FANNING: They are very centralized, but we try to maintain what might be called a “push–pull” system. The “push” side is headed by Chris Hobson, the senior vice president of research and environmental affairs and our chief environmental officer. Chris is involved with our portfolio of energy solutions for customers, whether that’s generation or transmission. He convenes his own meetings with people in the operating companies, which involves both compliance-related and market-related issues.
Another entity on the push side is our R&D group, headquartered in Birmingham, Ala. We also have a large facility in Wilsonville, Ala., that’s dedicated to our gasification and carbon capture technologies. We’re the only power company in the U.S. conducting carbon capture research in this manner, on both a post-combustion and pre-combustion basis. We leverage the full range of our technology research, assessment, and deployment projects all around the system. Our scientists come to us saying, “Here’s something I’ve got. Where else in the company can we use it?”
The “pull” side involves regular meetings between our innovation people and the marketing and power generation planning teams. This allows the innovation team to discuss the company’s operational challenges and to identify opportunities.
S+B: What about the role of external partners?
FANNING: Typically, we work with other companies on one-off or two-off projects, to put big money into big ideas. Examples of this include our scrubber technology work with Chiyoda, the development of our new coal gasification plant in Mississippi, and the CO2 filter research we’ve done with Mitsubishi. The goal is to share the significant fixed costs of some of these projects.
Like many other companies, we partner with and support research at a number of universities, working directly with the schools on technological issues. At our carbon capture research center, for instance, we divert some of the post-combustion gas streams from an operating coal plant into a series of bays in the research shop. Then we invite universities with strong research proposals to plug into the gas streams and apply their technology solutions to capturing the carbon in the streams. We pick out the best ideas, and we get to use some of what they learn during their experiments.
We also hold regular customer forums where we show people our new ideas and gather feedback. Much of this work involves our IT organization, which has become an integral part of how we deliver energy to customers.
S+B: How do smart grids and smart metering factor into your delivery scheme?
FANNING: Southern Company had about 4.4 million operational smart meters by the end of 2012, which is the second-largest smart meter deployment in the United States. Those smart meters are already reducing the number of vehicles on the road. In fact, Southern Company has avoided approximately 40 million miles of driving since the program began. It’s good for our bottom line, for the environment, and for customers.
There have also been some remarkable unplanned consequences. When devastating tornadoes went through Alabama in April 2011, we could tell immediately from our electronic map which neighborhoods were out of power, because we could see which smart meters were still working. That enabled us to deploy our restoration crews more effectively. The use of smart meters contributed significantly to the company’s fast response and successful restoration efforts.

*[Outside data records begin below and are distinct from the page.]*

//! Repair orchestration engine for bootfix.
//!
//! [`RepairMachine`] drives one target; [`WorkerPool`] runs a bounded number
//! of them concurrently with a hang timeout; [`Orchestrator`] walks the
//! subscriptions one batch at a time.

pub mod monitor;
pub mod orchestrator;
pub mod pool;
pub mod repair;
pub mod settings;
#[cfg(any(test, feature = "testing"))]
pub mod testing;

pub use monitor::TimeoutMonitor;
pub use orchestrator::{group_by_subscription, Orchestrator, Phase, SubscriptionGroup};
pub use pool::WorkerPool;
pub use repair::{RepairMachine, RepairRun};
pub use settings::{PoolSettings, RepairSettings};
//! Outcome records collected by the scheduler and summarised per run.

use crate::job::{JobId, JobState, RepairOutcome, RepairStep};
use crate::target::Target;
use chrono::{DateTime, Utc};
use serde::{Deserialize, Serialize};

/// One reaped job.
#[derive(Debug, Clone, Serialize, Deserialize)]
pub struct JobRecord {
    pub job_id: JobId,
    pub target: Target,
    pub state: JobState,
    pub outcome: RepairOutcome,
    /// Steps the worker entered, in order. Empty for timed-out jobs whose
    /// worker never reported back.
    pub steps: Vec<RepairStep>,
    pub started_at: DateTime<Utc>,
    pub finished_at: DateTime<Utc>,
}

impl JobRecord {
    pub fn duration_secs(&self) -> i64 {
        (self.finished_at - self.started_at).num_seconds()
    }
}

#[derive(Debug, Clone, Serialize, Deserialize)]
pub struct SubscriptionReport {
    pub subscription_name: String,
    pub subscription_id: String,
    /// In reaping order, not input order.
    pub records: Vec<JobRecord>,
}

#[derive(Debug, Clone, Copy, Default, PartialEq, Eq, Serialize, Deserialize)]
pub struct OutcomeCounts {
    pub completed: usize,
    pub failed: usize,
    pub skipped: usize,
    pub timed_out: usize,
}

impl OutcomeCounts {
    pub fn total(&self) -> usize {
        self.completed + self.failed + self.skipped + self.timed_out
    }

    fn add(&mut self, outcome: &RepairOutcome) {
        match outcome {
            RepairOutcome::Completed => self.completed += 1,
            RepairOutcome::Failed(_) => self.failed += 1,
            RepairOutcome::Skipped(_) => self.skipped += 1,
            RepairOutcome::TimedOut => self.timed_out += 1,
        }
    }
}

#[derive(Debug, Clone, Serialize, Deserialize)]
pub struct RunSummary {
    pub run_id: String,
    pub started_at: DateTime<Utc>,
    pub finished_at: DateTime<Utc>,
    pub subscriptions: Vec<SubscriptionReport>,
}

impl RunSummary {
    pub fn counts(&self) -> OutcomeCounts {
        let mut counts = OutcomeCounts::default();
        for record in self.records() {
            counts.add(&record.outcome);
        }
        counts
    }

    pub fn records(&self) -> impl Iterator<Item = &JobRecord> {
        self.subscriptions.iter().flat_map(|s| s.records.iter())
    }
}
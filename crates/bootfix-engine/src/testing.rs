//! Scripted in-memory control plane.
//!
//! Records every call so tests can assert exact call sequences, and keeps
//! a little per-VM state so mutations are visible to later diagnostics.

use bootfix_core::{
    CallFuture, ControlPlane, ControlPlaneError, ControlPlaneResult, DiskInfo, DiskState,
    RepairVmRequest,
};
use std::collections::{HashMap, HashSet};
use std::sync::atomic::{AtomicUsize, Ordering};
use std::sync::{Mutex, MutexGuard};
use std::time::Duration;

#[derive(Debug, Clone, PartialEq, Eq)]
pub enum Call {
    GetPowerState { vm: String },
    GetAgentStatus { vm: String },
    GetOsDiskName { vm: String },
    ListDisks { resource_group: String },
    DeallocateVm { vm: String },
    StartVm { vm: String, wait: bool },
    UpdateOsDisk { vm: String, disk_id: String },
    CreateRepairVm {
        vm: String,
        repair_group: String,
        repair_vm_name: String,
    },
    RunRepairScript {
        vm: String,
        repair_vm_id: String,
        script_id: String,
    },
    RestoreRepairedDisk { vm: String, repair_vm_id: String },
    Authenticate { principal: String, tenant: String },
    ResolveSubscriptionId { subscription: String },
}

impl Call {
    pub fn operation(&self) -> &'static str {
        match self {
            Self::GetPowerState { .. } => "get_power_state",
            Self::GetAgentStatus { .. } => "get_agent_status",
            Self::GetOsDiskName { .. } => "get_os_disk_name",
            Self::ListDisks { .. } => "list_disks",
            Self::DeallocateVm { .. } => "deallocate_vm",
            Self::StartVm { .. } => "start_vm",
            Self::UpdateOsDisk { .. } => "update_os_disk",
            Self::CreateRepairVm { .. } => "create_repair_vm",
            Self::RunRepairScript { .. } => "run_repair_script",
            Self::RestoreRepairedDisk { .. } => "restore_repaired_disk",
            Self::Authenticate { .. } => "authenticate",
            Self::ResolveSubscriptionId { .. } => "resolve_subscription_id",
        }
    }

    pub fn is_mutation(&self) -> bool {
        matches!(
            self,
            Self::DeallocateVm { .. }
                | Self::StartVm { .. }
                | Self::UpdateOsDisk { .. }
                | Self::CreateRepairVm { .. }
                | Self::RunRepairScript { .. }
                | Self::RestoreRepairedDisk { .. }
        )
    }

    /// VM the call is about, if any.
    pub fn vm(&self) -> Option<&str> {
        match self {
            Self::GetPowerState { vm }
            | Self::GetAgentStatus { vm }
            | Self::GetOsDiskName { vm }
            | Self::DeallocateVm { vm }
            | Self::StartVm { vm, .. }
            | Self::UpdateOsDisk { vm, .. }
            | Self::CreateRepairVm { vm, .. }
            | Self::RunRepairScript { vm, .. }
            | Self::RestoreRepairedDisk { vm, .. } => Some(vm),
            _ => None,
        }
    }
}

/// Scripted state of one fake machine.
#[derive(Debug, Clone)]
pub struct FakeVm {
    pub power_state: String,
    pub agent_status: String,
    pub os_disk_name: String,
    pub disks: Vec<DiskInfo>,
    failing: HashSet<&'static str>,
    hanging: HashSet<&'static str>,
    panicking: HashSet<&'static str>,
}

impl FakeVm {
    /// Running, agent unresponsive, already on its original disk.
    pub fn broken(vm_name: &str) -> Self {
        let original = format!("{}-osdisk", vm_name);
        Self {
            power_state: "VM running".to_string(),
            agent_status: "Unresponsive".to_string(),
            os_disk_name: original.clone(),
            disks: vec![DiskInfo::new(
                original.clone(),
                disk_id(&original),
                DiskState::Attached,
            )],
            failing: HashSet::new(),
            hanging: HashSet::new(),
            panicking: HashSet::new(),
        }
    }

    /// Running, agent unresponsive, booted from `<vm>-DiskCopy-x7f2a` with the
    /// original disk sitting unattached.
    pub fn on_disk_copy(vm_name: &str) -> Self {
        let original = format!("{}-osdisk", vm_name);
        let copy = format!("{}-DiskCopy-x7f2a", vm_name);
        Self {
            os_disk_name: copy.clone(),
            disks: vec![
                DiskInfo::new(original.clone(), disk_id(&original), DiskState::Unattached),
                DiskInfo::new(copy.clone(), disk_id(&copy), DiskState::Attached),
            ],
            ..Self::broken(vm_name)
        }
    }

    pub fn with_power_state(mut self, state: &str) -> Self {
        self.power_state = state.to_string();
        self
    }

    pub fn with_agent_status(mut self, status: &str) -> Self {
        self.agent_status = status.to_string();
        self
    }

    pub fn with_disks(mut self, disks: Vec<DiskInfo>) -> Self {
        self.disks = disks;
        self
    }

    /// Make `operation` (see [`Call::operation`]) return a rejection.
    pub fn failing(mut self, operation: &'static str) -> Self {
        self.failing.insert(operation);
        self
    }

    /// Make `operation` never return.
    pub fn hanging(mut self, operation: &'static str) -> Self {
        self.hanging.insert(operation);
        self
    }

    /// Make `operation` panic inside the calling task.
    pub fn panicking(mut self, operation: &'static str) -> Self {
        self.panicking.insert(operation);
        self
    }
}

pub fn disk_id(name: &str) -> String {
    format!(
        "/subscriptions/sub/resourceGroups/rg/providers/Microsoft.Compute/disks/{}",
        name
    )
}

#[derive(Default)]
pub struct FakeControlPlane {
    vms: Mutex<HashMap<String, FakeVm>>,
    subscriptions: HashMap<String, String>,
    reject_auth: bool,
    call_delay: Duration,
    calls: Mutex<Vec<Call>>,
    in_flight: AtomicUsize,
    peak_in_flight: AtomicUsize,
}

impl FakeControlPlane {
    pub fn new() -> Self {
        Self::default()
    }

    pub fn with_vm(self, vm_name: &str, vm: FakeVm) -> Self {
        lock(&self.vms).insert(vm_name.to_string(), vm);
        self
    }

    pub fn with_subscription(mut self, name: &str, id: &str) -> Self {
        self.subscriptions.insert(name.to_string(), id.to_string());
        self
    }

    pub fn rejecting_auth(mut self) -> Self {
        self.reject_auth = true;
        self
    }

    /// Every call sleeps this long before answering.
    pub fn with_call_delay(mut self, delay: Duration) -> Self {
        self.call_delay = delay;
        self
    }

    pub fn calls(&self) -> Vec<Call> {
        lock(&self.calls).clone()
    }

    pub fn calls_for(&self, vm_name: &str) -> Vec<Call> {
        self.calls()
            .into_iter()
            .filter(|c| c.vm() == Some(vm_name))
            .collect()
    }

    pub fn operations_for(&self, vm_name: &str) -> Vec<&'static str> {
        self.calls_for(vm_name).iter().map(Call::operation).collect()
    }

    /// Highest number of calls that were awaiting an answer at once.
    pub fn peak_in_flight(&self) -> usize {
        self.peak_in_flight.load(Ordering::SeqCst)
    }

    pub fn vm(&self, vm_name: &str) -> Option<FakeVm> {
        lock(&self.vms).get(vm_name).cloned()
    }

    async fn respond<T, F>(&self, call: Call, answer: F) -> ControlPlaneResult<T>
    where
        F: FnOnce(Option<&mut FakeVm>) -> ControlPlaneResult<T> + Send,
    {
        let operation = call.operation();
        let vm_name = call.vm().map(str::to_string);
        lock(&self.calls).push(call);
        let _in_flight = InFlight::enter(&self.in_flight, &self.peak_in_flight);

        let (hang, fail, panic) = {
            let vms = lock(&self.vms);
            vm_name
                .as_deref()
                .and_then(|name| vms.get(name))
                .map(|vm| {
                    (
                        vm.hanging.contains(operation),
                        vm.failing.contains(operation),
                        vm.panicking.contains(operation),
                    )
                })
                .unwrap_or((false, false, false))
        };

        if panic {
            panic!("scripted panic in {}", operation);
        }
        if hang {
            std::future::pending::<()>().await;
        }
        if !self.call_delay.is_zero() {
            tokio::time::sleep(self.call_delay).await;
        }
        if fail {
            return Err(ControlPlaneError::rejected(operation, "scripted failure"));
        }

        let mut vms = lock(&self.vms);
        answer(vm_name.as_deref().and_then(|name| vms.get_mut(name)))
    }
}

fn lock<T>(mutex: &Mutex<T>) -> MutexGuard<'_, T> {
    mutex.lock().unwrap_or_else(|poisoned| poisoned.into_inner())
}

fn not_found(operation: &'static str) -> ControlPlaneError {
    ControlPlaneError::rejected(operation, "ResourceNotFound")
}

struct InFlight<'a> {
    counter: &'a AtomicUsize,
}

impl<'a> InFlight<'a> {
    fn enter(counter: &'a AtomicUsize, peak: &AtomicUsize) -> Self {
        let now = counter.fetch_add(1, Ordering::SeqCst) + 1;
        peak.fetch_max(now, Ordering::SeqCst);
        Self { counter }
    }
}

impl Drop for InFlight<'_> {
    fn drop(&mut self) {
        self.counter.fetch_sub(1, Ordering::SeqCst);
    }
}

impl ControlPlane for FakeControlPlane {
    fn get_power_state<'a>(
        &'a self,
        _resource_group: &'a str,
        vm_name: &'a str,
    ) -> CallFuture<'a, String> {
        Box::pin(self.respond(
            Call::GetPowerState {
                vm: vm_name.to_string(),
            },
            |vm| {
                vm.map(|vm| vm.power_state.clone())
                    .ok_or_else(|| not_found("get_power_state"))
            },
        ))
    }

    fn get_agent_status<'a>(
        &'a self,
        _resource_group: &'a str,
        vm_name: &'a str,
    ) -> CallFuture<'a, String> {
        Box::pin(self.respond(
            Call::GetAgentStatus {
                vm: vm_name.to_string(),
            },
            |vm| {
                vm.map(|vm| vm.agent_status.clone())
                    .ok_or_else(|| not_found("get_agent_status"))
            },
        ))
    }

    fn get_os_disk_name<'a>(
        &'a self,
        _resource_group: &'a str,
        vm_name: &'a str,
    ) -> CallFuture<'a, String> {
        Box::pin(self.respond(
            Call::GetOsDiskName {
                vm: vm_name.to_string(),
            },
            |vm| {
                vm.map(|vm| vm.os_disk_name.clone())
                    .ok_or_else(|| not_found("get_os_disk_name"))
            },
        ))
    }

    fn list_disks<'a>(&'a self, resource_group: &'a str) -> CallFuture<'a, Vec<DiskInfo>> {
        Box::pin(async move {
            let listed = self
                .respond(
                    Call::ListDisks {
                        resource_group: resource_group.to_string(),
                    },
                    |_| Ok(()),
                )
                .await;
            listed.map(|()| {
                lock(&self.vms)
                    .values()
                    .flat_map(|vm| vm.disks.iter().cloned())
                    .collect()
            })
        })
    }

    fn deallocate_vm<'a>(
        &'a self,
        _resource_group: &'a str,
        vm_name: &'a str,
    ) -> CallFuture<'a, ()> {
        Box::pin(self.respond(
            Call::DeallocateVm {
                vm: vm_name.to_string(),
            },
            |vm| {
                let vm = vm.ok_or_else(|| not_found("deallocate_vm"))?;
                vm.power_state = "VM deallocated".to_string();
                Ok(())
            },
        ))
    }

    fn start_vm<'a>(
        &'a self,
        _resource_group: &'a str,
        vm_name: &'a str,
        wait: bool,
    ) -> CallFuture<'a, ()> {
        Box::pin(self.respond(
            Call::StartVm {
                vm: vm_name.to_string(),
                wait,
            },
            |vm| {
                let vm = vm.ok_or_else(|| not_found("start_vm"))?;
                vm.power_state = "VM running".to_string();
                Ok(())
            },
        ))
    }

    fn update_os_disk<'a>(
        &'a self,
        _resource_group: &'a str,
        vm_name: &'a str,
        disk_id: &'a str,
    ) -> CallFuture<'a, ()> {
        Box::pin(self.respond(
            Call::UpdateOsDisk {
                vm: vm_name.to_string(),
                disk_id: disk_id.to_string(),
            },
            move |vm| {
                let vm = vm.ok_or_else(|| not_found("update_os_disk"))?;
                let previous = vm.os_disk_name.clone();
                for disk in vm.disks.iter_mut() {
                    if disk.id == disk_id {
                        disk.disk_state = DiskState::Attached;
                        vm.os_disk_name = disk.name.clone();
                    } else if disk.name == previous {
                        disk.disk_state = DiskState::Unattached;
                    }
                }
                Ok(())
            },
        ))
    }

    fn create_repair_vm<'a>(&'a self, request: &'a RepairVmRequest) -> CallFuture<'a, ()> {
        Box::pin(self.respond(
            Call::CreateRepairVm {
                vm: request.vm_name.clone(),
                repair_group: request.repair_group.clone(),
                repair_vm_name: request.repair_vm_name.clone(),
            },
            |vm| vm.map(|_| ()).ok_or_else(|| not_found("create_repair_vm")),
        ))
    }

    fn run_repair_script<'a>(
        &'a self,
        _resource_group: &'a str,
        vm_name: &'a str,
        repair_vm_id: &'a str,
        script_id: &'a str,
    ) -> CallFuture<'a, ()> {
        Box::pin(self.respond(
            Call::RunRepairScript {
                vm: vm_name.to_string(),
                repair_vm_id: repair_vm_id.to_string(),
                script_id: script_id.to_string(),
            },
            |vm| vm.map(|_| ()).ok_or_else(|| not_found("run_repair_script")),
        ))
    }

    fn restore_repaired_disk<'a>(
        &'a self,
        _resource_group: &'a str,
        vm_name: &'a str,
        repair_vm_id: &'a str,
    ) -> CallFuture<'a, ()> {
        Box::pin(self.respond(
            Call::RestoreRepairedDisk {
                vm: vm_name.to_string(),
                repair_vm_id: repair_vm_id.to_string(),
            },
            |vm| {
                let vm = vm.ok_or_else(|| not_found("restore_repaired_disk"))?;
                vm.agent_status = "Ready".to_string();
                Ok(())
            },
        ))
    }

    fn authenticate<'a>(
        &'a self,
        principal: &'a str,
        _secret: &'a str,
        tenant: &'a str,
    ) -> CallFuture<'a, ()> {
        let rejected = self.reject_auth;
        Box::pin(self.respond(
            Call::Authenticate {
                principal: principal.to_string(),
                tenant: tenant.to_string(),
            },
            move |_| {
                if rejected {
                    Err(ControlPlaneError::rejected(
                        "authenticate",
                        "AADSTS7000215: invalid client secret",
                    ))
                } else {
                    Ok(())
                }
            },
        ))
    }

    fn resolve_subscription_id<'a>(&'a self, subscription_name: &'a str) -> CallFuture<'a, String> {
        let resolved = self.subscriptions.get(subscription_name).cloned();
        Box::pin(self.respond(
            Call::ResolveSubscriptionId {
                subscription: subscription_name.to_string(),
            },
            move |_| {
                resolved.ok_or_else(|| {
                    ControlPlaneError::rejected("resolve_subscription_id", "SubscriptionNotFound")
                })
            },
        ))
    }
}
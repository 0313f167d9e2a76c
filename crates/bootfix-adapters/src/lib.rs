//! Host-side collaborators for bootfix: the `az` CLI control plane,
//! configuration, credentials, target loading, logging, and run state.

pub mod az_cli;
pub mod config;
pub mod keyring;
pub mod loader;
pub mod logging;
pub mod state;
pub mod util;

pub use az_cli::AzCliControlPlane;
pub use config::Config;
pub use loader::load_targets;
pub use state::{write_run_report, RunLock};
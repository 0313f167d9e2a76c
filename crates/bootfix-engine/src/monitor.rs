//! Hang detection for running jobs.

use bootfix_core::JobId;
use std::time::Duration;
use tokio::time::Instant;

/// Flags jobs whose running time has reached the wall-clock budget.
#[derive(Debug, Clone, Copy)]
pub struct TimeoutMonitor {
    job_timeout: Duration,
}

impl TimeoutMonitor {
    pub fn new(job_timeout: Duration) -> Self {
        Self { job_timeout }
    }

    pub fn job_timeout(&self) -> Duration {
        self.job_timeout
    }

    pub fn is_expired(&self, started_at: Instant, now: Instant) -> bool {
        now.saturating_duration_since(started_at) >= self.job_timeout
    }

    /// Ids of the running jobs that have used up their budget.
    pub fn expired<I>(&self, running: I, now: Instant) -> Vec<JobId>
    where
        I: IntoIterator<Item = (JobId, Instant)>,
    {
        running
            .into_iter()
            .filter(|(_, started_at)| self.is_expired(*started_at, now))
            .map(|(id, _)| id)
            .collect()
    }
}
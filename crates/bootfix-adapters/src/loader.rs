//! Target list loading.
//!
//! Accepts a JSON array of `{Subscription, ResourceGroup, VmName}` objects or
//! a headered CSV file with the same three columns in any order.

use anyhow::{bail, Context, Result};
use bootfix_core::TargetRecord;
use serde::Deserialize;
use std::fs;
use std::path::Path;
use tracing::warn;

const COLUMNS: [&str; 3] = ["Subscription", "ResourceGroup", "VmName"];

#[derive(Debug, Default, Deserialize)]
#[serde(default)]
struct RawRecord {
    #[serde(rename = "Subscription")]
    subscription: String,
    #[serde(rename = "ResourceGroup")]
    resource_group: String,
    #[serde(rename = "VmName")]
    vm_name: String,
}

/// Read the target list at `path`, skipping records with an empty field.
pub fn load_targets(path: &Path) -> Result<Vec<TargetRecord>> {
    let content = fs::read_to_string(path)
        .with_context(|| format!("Failed to read target list '{}'", path.display()))?;
    let raw = if looks_like_json(&content) {
        serde_json::from_str::<Vec<RawRecord>>(&content)
            .with_context(|| format!("Failed to parse target list '{}'", path.display()))?
    } else {
        parse_csv(&content)
            .with_context(|| format!("Failed to parse target list '{}'", path.display()))?
    };
    Ok(keep_complete(raw))
}

fn looks_like_json(content: &str) -> bool {
    content.trim_start().starts_with('[')
}

fn parse_csv(content: &str) -> Result<Vec<RawRecord>> {
    let mut lines = content
        .lines()
        .map(|line| line.trim_start_matches('\u{feff}').trim())
        .filter(|line| !line.is_empty());
    let Some(header) = lines.next() else {
        return Ok(Vec::new());
    };

    let headers: Vec<&str> = header.split(',').map(str::trim).collect();
    let mut index = [0usize; 3];
    for (slot, column) in index.iter_mut().zip(COLUMNS) {
        *slot = headers
            .iter()
            .position(|h| h.eq_ignore_ascii_case(column))
            .with_context(|| format!("Missing '{}' column in header", column))?;
    }

    let mut records = Vec::new();
    for (line_no, line) in lines.enumerate() {
        let fields: Vec<&str> = line.split(',').map(str::trim).collect();
        if fields.len() < headers.len() {
            bail!(
                "Row {} has {} fields, expected {}",
                line_no + 2,
                fields.len(),
                headers.len()
            );
        }
        records.push(RawRecord {
            subscription: fields[index[0]].to_string(),
            resource_group: fields[index[1]].to_string(),
            vm_name: fields[index[2]].to_string(),
        });
    }
    Ok(records)
}

fn keep_complete(raw: Vec<RawRecord>) -> Vec<TargetRecord> {
    raw.into_iter()
        .enumerate()
        .filter_map(|(i, r)| {
            let subscription = r.subscription.trim();
            let resource_group = r.resource_group.trim();
            let vm_name = r.vm_name.trim();
            if subscription.is_empty() || resource_group.is_empty() || vm_name.is_empty() {
                warn!(
                    record = i + 1,
                    subscription,
                    resource_group,
                    vm = vm_name,
                    "Skipping target with an empty field"
                );
                return None;
            }
            Some(TargetRecord::new(subscription, resource_group, vm_name))
        })
        .collect()
}
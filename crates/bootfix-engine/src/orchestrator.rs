//! Subscription-by-subscription batch driver.
//!
//! Targets are grouped by owning subscription and each group runs as its
//! own pool lifecycle: authenticate, resolve the subscription id, dispatch,
//! drain. The next group starts only after the previous one has fully
//! drained, so one authenticated context covers a whole batch.

use crate::pool::WorkerPool;
use crate::settings::{PoolSettings, RepairSettings};
use anyhow::{Context, Result};
use bootfix_core::{ControlPlane, Credentials, RunSummary, SubscriptionReport, TargetRecord};
use chrono::Utc;
use std::collections::BTreeMap;
use std::fmt;
use std::sync::Arc;
use tracing::info;
use uuid::Uuid;

/// Targets that share one subscription, in input order.
#[derive(Debug, Clone, PartialEq, Eq)]
pub struct SubscriptionGroup {
    pub subscription: String,
    pub records: Vec<TargetRecord>,
}

/// Partition records by subscription name.
///
/// Groups come back sorted by subscription name with each name appearing
/// once; records keep their input order within a group.
pub fn group_by_subscription(records: Vec<TargetRecord>) -> Vec<SubscriptionGroup> {
    let mut groups: BTreeMap<String, Vec<TargetRecord>> = BTreeMap::new();
    for record in records {
        groups
            .entry(record.subscription.trim().to_string())
            .or_default()
            .push(record);
    }
    groups
        .into_iter()
        .map(|(subscription, records)| SubscriptionGroup {
            subscription,
            records,
        })
        .collect()
}

#[derive(Debug, Clone, Copy, PartialEq, Eq)]
pub enum Phase {
    Authenticating,
    ResolvingSubscription,
    Dispatching,
    Draining,
    Finished,
}

impl fmt::Display for Phase {
    fn fmt(&self, f: &mut fmt::Formatter<'_>) -> fmt::Result {
        let label = match self {
            Self::Authenticating => "authenticating",
            Self::ResolvingSubscription => "resolving-subscription",
            Self::Dispatching => "dispatching",
            Self::Draining => "draining",
            Self::Finished => "finished",
        };
        f.write_str(label)
    }
}

pub struct Orchestrator {
    control_plane: Arc<dyn ControlPlane>,
    credentials: Credentials,
    pool: PoolSettings,
    repair: Arc<RepairSettings>,
}

impl Orchestrator {
    pub fn new(
        control_plane: Arc<dyn ControlPlane>,
        credentials: Credentials,
        pool: PoolSettings,
        repair: RepairSettings,
    ) -> Self {
        Self {
            control_plane,
            credentials,
            pool,
            repair: Arc::new(repair),
        }
    }

    /// Run every target to a terminal state.
    ///
    /// Per-target failures are recorded in the summary. Only failing to
    /// authenticate or resolve a subscription aborts the run.
    pub async fn run(&self, records: Vec<TargetRecord>) -> Result<RunSummary> {
        let run_id = Uuid::new_v4().to_string();
        let started_at = Utc::now();
        let groups = group_by_subscription(records);
        info!(run_id = %run_id, subscriptions = groups.len(), "Starting repair run");

        let mut subscriptions = Vec::with_capacity(groups.len());
        for group in groups {
            subscriptions.push(self.run_group(group).await?);
        }

        let summary = RunSummary {
            run_id,
            started_at,
            finished_at: Utc::now(),
            subscriptions,
        };
        let counts = summary.counts();
        info!(
            completed = counts.completed,
            failed = counts.failed,
            skipped = counts.skipped,
            timed_out = counts.timed_out,
            "Repair run finished"
        );
        Ok(summary)
    }

    async fn run_group(&self, group: SubscriptionGroup) -> Result<SubscriptionReport> {
        let name = group.subscription.as_str();

        enter(Phase::Authenticating, name);
        self.control_plane
            .authenticate(
                &self.credentials.principal,
                &self.credentials.secret,
                &self.credentials.tenant,
            )
            .await
            .with_context(|| format!("Failed to authenticate for subscription '{}'", name))?;

        enter(Phase::ResolvingSubscription, name);
        let subscription_id = self
            .control_plane
            .resolve_subscription_id(name)
            .await
            .with_context(|| format!("Failed to resolve subscription '{}'", name))?;

        enter(Phase::Dispatching, name);
        let mut pool = WorkerPool::new(
            Arc::clone(&self.control_plane),
            self.pool.clone(),
            Arc::clone(&self.repair),
        );
        let total = group.records.len();
        for record in group.records {
            pool.enqueue(record.resolve(subscription_id.as_str())).await;
        }
        info!(subscription = %name, targets = total, "All targets dispatched");

        enter(Phase::Draining, name);
        let records = pool.drain().await;

        enter(Phase::Finished, name);
        Ok(SubscriptionReport {
            subscription_name: group.subscription,
            subscription_id,
            records,
        })
    }
}

fn enter(phase: Phase, subscription: &str) {
    info!(subscription = %subscription, phase = %phase, "Subscription phase");
}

In the longer term, smart meters may be the gateway to the so-called smart home. But we’re taking a prudent, measured approach. We’re not going to act hastily, because of cybersecurity concerns. It is better to move slowly and deliberately, and get it right. Given how important our service is to our customers, we will not expose their personal information—and the Southeast electric network—to threats. This is an important issue, and we will not take unnecessary chances simply in a rush to be first.